Gannon P F, Weir D C, Robertson A S, Burge P S
Occupational Lung Disease Unit, East Birmingham Hospital.
Br J Ind Med. 1993 Jun;50(6):491-6. doi: 10.1136/oem.50.6.491.
To study the health, employment, and financial outcome of occupational asthma.
A follow study of workers with confirmed occupational asthma.
A specialist occupational lung disease clinic.
All workers had a diagnosis of occupational asthma made at least one year earlier. Diagnosis was confirmed by serial peak expiratory flow measurement, specific bronchial provocation testing, or specific immunology.
Respiratory symptoms, medication, pulmonary function, employment state, and financial position.
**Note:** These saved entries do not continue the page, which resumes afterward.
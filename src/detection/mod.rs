//! Detection endpoint client module
//!
//! This module owns the HTTP boundary to the remote TextMatch detection
//! service and the typed result it produces.
//!
//! # Overview
//!
//! - `DetectionClient`: blocking HTTP client that submits text to the
//!   detection endpoint and decodes the verdict
//! - `DetectionReport`: the decoded verdict, created fresh per response
//! - `Similarity`: per-file similarity measure, numeric or string-formatted
//!
//! The wire contract is fixed by the service, including the historical
//! misspelling of the top-level `plgarised_text` flag. Field names are
//! matched exactly; a success body that does not decode is reported as a
//! malformed response instead of reaching the view.

pub mod client;
pub mod report;

pub use client::DetectionClient;
pub use report::{DetectionReport, Similarity};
112 of a total of 140 eligible workers were followed up. 32% of patients remained exposed to the causative agent. These workers had more symptoms at follow up than those removed and a greater number were taking inhaled steroids. Continued exposure was also associated with a fall in % predicted forced expiratory volume in one second (FEV1) of 3% compared with that at presentation. Their median loss of annual income due to occupational asthma was 35%. Those removed from exposure were worse off financially (median loss 54% of annual income), had fewer respiratory symptoms than the group who remained exposed, and their % predicted FEV1 had improved by 4.6%. Statutory compensation and that obtained by common law suits did not match the loss of earnings due to the development of occupational asthma. Of the workers removed from exposure, those who no longer complained of breathlessness had been diagnosed significantly earlier after the onset of their first symptom (48 v 66 months, p = 0.001) and had a significantly higher FEV1 at presentation (90% v 73% predicted, p = 0.008) compared with those who were still breathless. They had developed symptoms earlier after first exposure (48 v 66 months, p > 0.05) and had been removed from exposure sooner (eight v 12 months, p > 0.05).
Removal from exposure after diagnosis of occupational asthma is beneficial in terms of symptoms and lung function, but is associated with a loss of income. Early diagnosis is important for symptomatic improvement after removal from exposure. Inadequate compensation may contribute to the workers' decision to remain exposed after diagnosis.
研究职业性哮喘患者的健康、就业及经济状况。
对确诊为职业性哮喘的工人进行随访研究。
一家专业职业性肺病诊所。
所有工人至少在一年前被诊断为职业性哮喘。诊断通过连续呼气峰值流速测量、特异性支气管激发试验或特异性免疫学检查得以证实。
呼吸道症状、药物治疗、肺功能、就业状况及经济状况。
140名符合条件的工人中有112名接受了随访。32%的患者仍暴露于致病因素。这些工人在随访时的症状比已脱离暴露的工人更多,且更多人正在使用吸入性类固醇药物。持续暴露还与一秒用力呼气容积(FEV1)预计值较初诊时下降3%有关。他们因职业性哮喘导致的年收入中位数损失为35%。已脱离暴露的工人经济状况更差(年收入中位数损失54%),呼吸道症状比仍暴露的工人少,且他们的FEV1预计值提高了4.6%。法定赔偿和通过普通法律诉讼获得的赔偿与因职业性哮喘发病导致的收入损失不相符。在已脱离暴露的工人中,那些不再抱怨呼吸困难的工人在首次出现症状后被诊断的时间明显更早(48个月对66个月,p = 0.001),且初诊时的FEV1明显更高(预计值为90%对73%,p = 0.008),与仍有呼吸困难的工人相比。他们在首次暴露后出现症状更早(48个月对66个月,p > 0.05),且脱离暴露的时间更早(8个月对12个月,p > 0.05)。
职业性哮喘诊断后脱离暴露在症状和肺功能方面有益,但与收入损失有关。早期诊断对于脱离暴露后症状的改善很重要。赔偿不足可能促使工人在诊断后仍选择继续暴露。